Endometriosis is a condition of the female reproduction system in which the endometrium begins to grow outside of the uterus. Arizona women should be aware that identifying endometriosis can be difficult. The symptoms of the condition are inconstant, can vary widely and can be mistaken as symptoms of other types of diseases. This is part of the reason why the condition has a very high rate of misdiagnosis and delayed diagnosis.
Pain and infertility are the two primary symptoms of endometriosis. Other indications of the condition may include lack of energy, painful menstrual cramps that may get progressively worse, pain in the lower abdomen, gastrointestinal symptoms, and bleeding or spotting in between periods.
A physician may use non-invasive and invasive techniques to diagnose endometriosis. Non-invasive diagnostic methods begin with an evaluation of a woman's medical and family history and a comprehensive physical examination. If abnormalities are suspected during a pelvic exam, the physician may order imaging exams, such as CT and MRI scans.

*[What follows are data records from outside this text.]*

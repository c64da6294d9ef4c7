//! Outbound half of a connection.
//!
//! One writer task per session drains the session's queue into the socket.
//! It is the only code that touches the write half, so lines queued by
//! different tasks always reach the client whole and in queue order.

use chat_proto::{LineCodec, ProtocolError};
use futures_util::SinkExt;
use std::sync::Arc;
use std::time::Duration;
use tokio::io::AsyncWrite;
use tokio::sync::mpsc;
use tokio_util::codec::FramedWrite;

/// Lines written per flush at most.
const MAX_BATCH: usize = 64;

/// Why a writer task stopped.
#[derive(Debug)]
pub(super) enum WriterExit {
    /// Every sender is gone; the session is finished.
    QueueClosed,
    /// The socket rejected a write.
    Failed(ProtocolError),
    /// A write did not complete within the configured timeout.
    TimedOut,
}

/// Drain `rx` into `sink` until the queue closes or a write fails.
pub(super) async fn run<W>(
    mut sink: FramedWrite<W, LineCodec>,
    mut rx: mpsc::Receiver<Arc<str>>,
    write_timeout: Duration,
) -> WriterExit
where
    W: AsyncWrite + Unpin,
{
    while let Some(first) = rx.recv().await {
        let mut written = 1;
        let write = async {
            sink.feed(first).await?;
            while written < MAX_BATCH {
                let Ok(line) = rx.try_recv() else { break };
                sink.feed(line).await?;
                written += 1;
            }
            SinkExt::<Arc<str>>::flush(&mut sink).await
        };

        let result = tokio::time::timeout(write_timeout, write).await;
        match result {
            Ok(Ok(())) => crate::metrics::record_sent(written),
            Ok(Err(e)) => return WriterExit::Failed(e),
            Err(_) => return WriterExit::TimedOut,
        }
    }

    WriterExit::QueueClosed
}
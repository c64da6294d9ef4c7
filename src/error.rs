//! Unified error handling for chatd.
//!
//! Command handlers return [`HandlerError`]; the connection loop turns each
//! error into the client-visible [`Reply`] and a metrics label. Only
//! [`HandlerError::Send`] ends the session.

use chat_proto::Reply;
use std::sync::Arc;
use thiserror::Error;
use tokio::sync::mpsc;

/// Errors that can occur during command handling.
#[derive(Debug, Error)]
pub enum HandlerError {
    #[error("not registered")]
    NotRegistered,

    #[error("name is taken: {0}")]
    NameTaken(String),

    #[error("cannot message yourself")]
    CannotMessageSelf,

    #[error("no such user: {0}")]
    NoSuchUser(String),

    #[error("malformed command: {0:?}")]
    Malformed(String),

    /// The session's own outbound queue is closed; its writer has exited.
    #[error("send error: {0}")]
    Send(#[from] mpsc::error::SendError<Arc<str>>),
}

impl HandlerError {
    /// Get a static error code string for metrics labeling.
    #[inline]
    pub fn error_code(&self) -> &'static str {
        match self {
            Self::NotRegistered => "not_registered",
            Self::NameTaken(_) => "name_taken",
            Self::CannotMessageSelf => "cannot_message_self",
            Self::NoSuchUser(_) => "no_such_user",
            Self::Malformed(_) => "malformed",
            Self::Send(_) => "send_error",
        }
    }

    /// Convert to the reply sent back to the caller.
    ///
    /// Returns `None` for errors that don't warrant a client-visible reply.
    pub fn to_reply(&self) -> Option<Reply> {
        match self {
            Self::NotRegistered => Some(Reply::RegisterFirst),
            Self::NameTaken(_) => Some(Reply::NameTaken),
            Self::CannotMessageSelf => Some(Reply::CannotMessageSelf),
            Self::NoSuchUser(_) => Some(Reply::NoSuchUser),
            Self::Malformed(raw) => Some(Reply::Invalid(raw.clone())),
            Self::Send(_) => None,
        }
    }

    /// Whether the session must be torn down after this error.
    pub fn is_fatal(&self) -> bool {
        matches!(self, Self::Send(_))
    }
}

/// Result type for command handlers.
pub type HandlerResult = Result<(), HandlerError>;
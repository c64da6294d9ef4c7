//! NICK command handler.
//!
//! Registers or renames the calling session. The registry decides
//! uniqueness atomically; this handler only mirrors the result into the
//! session and tells everyone else.

use super::{Context, fan_out};
use crate::error::{HandlerError, HandlerResult};
use chat_proto::Reply;
use tracing::{debug, info};

pub(super) async fn handle_nick(ctx: &mut Context<'_>, name: String) -> HandlerResult {
    let id = ctx.session.id();

    if !ctx.registry.try_register(id, &name) {
        debug!(session = %id, name = %name, "Nickname rejected");
        return Err(HandlerError::NameTaken(name));
    }

    let notice = match ctx.session.set_name(name.clone()) {
        Some(old) => {
            info!(session = %id, old = %old, new = %name, "Session renamed");
            Reply::Renamed {
                old,
                new: name.clone(),
            }
        }
        None => {
            info!(session = %id, name = %name, addr = %ctx.session.addr(), "Session registered");
            Reply::Joined(name.clone())
        }
    };

    ctx.reply(Reply::Registered(name)).await?;
    fan_out(&ctx.registry.snapshot(), id, &notice);
    Ok(())
}
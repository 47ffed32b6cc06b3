use crate::error::{Result, WayfarerError};

/// Default full-refund window, in days from subscription start.
const DEFAULT_MAX_REFUND_DAYS: u32 = 14;

/// Default collaborator request timeout, in seconds.
const DEFAULT_HTTP_TIMEOUT_SECS: u64 = 30;

/// Configuration for the membership core.
#[derive(Debug, Clone)]
pub struct Config {
    /// Base URL of the billing gateway (the `/subscription` API lives here).
    pub billing_base_url: String,
    /// Base URL of the auth service (profile + token refresh).
    pub auth_base_url: String,
    /// Full-refund window in days from subscription start.
    pub max_refund_days: u32,
    /// Timeout applied to every collaborator HTTP call.
    pub http_timeout_secs: u64,
}

impl Default for Config {
    fn default() -> Self {
        Self {
            billing_base_url: "https://api.example.com".to_string(),
            auth_base_url: "http://localhost:5001".to_string(),
            max_refund_days: DEFAULT_MAX_REFUND_DAYS,
            http_timeout_secs: DEFAULT_HTTP_TIMEOUT_SECS,
        }
    }
}

impl Config {
    /// Start building a configuration.
    #[must_use]
    pub fn builder() -> ConfigBuilder {
        ConfigBuilder::new()
    }
}

/// Builder for [`Config`].
#[derive(Debug, Default)]
pub struct ConfigBuilder {
    config: Config,
}

impl ConfigBuilder {
    #[must_use]
    pub fn new() -> Self {
        Self::default()
    }

    #[must_use]
    pub fn with_billing_base_url(mut self, url: impl Into<String>) -> Self {
        self.config.billing_base_url = url.into();
        self
    }

    #[must_use]
    pub fn with_auth_base_url(mut self, url: impl Into<String>) -> Self {
        self.config.auth_base_url = url.into();
        self
    }

    #[must_use]
    pub fn with_max_refund_days(mut self, days: u32) -> Self {
        self.config.max_refund_days = days;
        self
    }

    #[must_use]
    pub fn with_http_timeout_secs(mut self, secs: u64) -> Self {
        self.config.http_timeout_secs = secs;
        self
    }

    /// Load overrides from the environment.
    ///
    /// Recognized variables: `WAYFARER_BILLING_URL`, `WAYFARER_AUTH_URL`,
    /// `WAYFARER_MAX_REFUND_DAYS`, `WAYFARER_HTTP_TIMEOUT_SECS`. Unset
    /// variables leave the current values untouched; unparsable numeric
    /// values are ignored with a warning.
    #[must_use]
    pub fn from_env(mut self) -> Self {
        if let Ok(url) = std::env::var("WAYFARER_BILLING_URL") {
            self.config.billing_base_url = url;
        }
        if let Ok(url) = std::env::var("WAYFARER_AUTH_URL") {
            self.config.auth_base_url = url;
        }
        if let Ok(raw) = std::env::var("WAYFARER_MAX_REFUND_DAYS") {
            match raw.parse() {
                Ok(days) => self.config.max_refund_days = days,
                Err(_) => tracing::warn!(value = %raw, "Ignoring unparsable WAYFARER_MAX_REFUND_DAYS"),
            }
        }
        if let Ok(raw) = std::env::var("WAYFARER_HTTP_TIMEOUT_SECS") {
            match raw.parse() {
                Ok(secs) => self.config.http_timeout_secs = secs,
                Err(_) => tracing::warn!(value = %raw, "Ignoring unparsable WAYFARER_HTTP_TIMEOUT_SECS"),
            }
        }
        self
    }

    /// Finalize the configuration.
    pub fn build(self) -> Result<Config> {
        if self.config.billing_base_url.is_empty() {
            return Err(WayfarerError::bad_request("billing base URL must not be empty"));
        }
        if self.config.auth_base_url.is_empty() {
            return Err(WayfarerError::bad_request("auth base URL must not be empty"));
        }
        if self.config.http_timeout_secs == 0 {
            return Err(WayfarerError::bad_request("HTTP timeout must be at least 1 second"));
        }
        Ok(self.config)
    }
}

#[cfg(test)]
mod tests {
    use super::*;

    #[test]
    fn test_defaults() {
        let config = Config::builder().build().unwrap();
        assert_eq!(config.max_refund_days, 14);
        assert_eq!(config.http_timeout_secs, 30);
    }

    #[test]
    fn test_builder_overrides() {
        let config = Config::builder()
            .with_billing_base_url("https://billing.test")
            .with_auth_base_url("https://auth.test")
            .with_max_refund_days(30)
            .with_http_timeout_secs(5)
            .build()
            .unwrap();

        assert_eq!(config.billing_base_url, "https://billing.test");
        assert_eq!(config.auth_base_url, "https://auth.test");
        assert_eq!(config.max_refund_days, 30);
        assert_eq!(config.http_timeout_secs, 5);
    }

    #[test]
    fn test_rejects_zero_timeout() {
        let result = Config::builder().with_http_timeout_secs(0).build();
        assert!(result.is_err());
    }

    #[test]
    fn test_rejects_empty_urls() {
        assert!(Config::builder().with_billing_base_url("").build().is_err());
        assert!(Config::builder().with_auth_base_url("").build().is_err());
    }
}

Invasive methods for diagnosing endometriosis will yield more concrete results than non-evasive procedures. Surgery is considered the only practical method that can detect the disease. Typically, a visual inspection will be conducted via laparoscopy. After the patient is placed under general anesthesia, the interior of her abdomen will be examined by inserting a small camera through small incisions that are made near the navel. The endometrial tissue will be examined to verify the size, location and scope of the misplaced endometrial tissue. A sample may also be removed so that a biopsy may be conducted.
A failure to diagnose a disease can often result in the patient's condition worsening. However, it does not always constitute medical malpractice. An attorney who is representing someone who has been harmed in this manner will need to demonstrate that such failure constitute a breach of the duty of care owed by the health care practitioner or facility.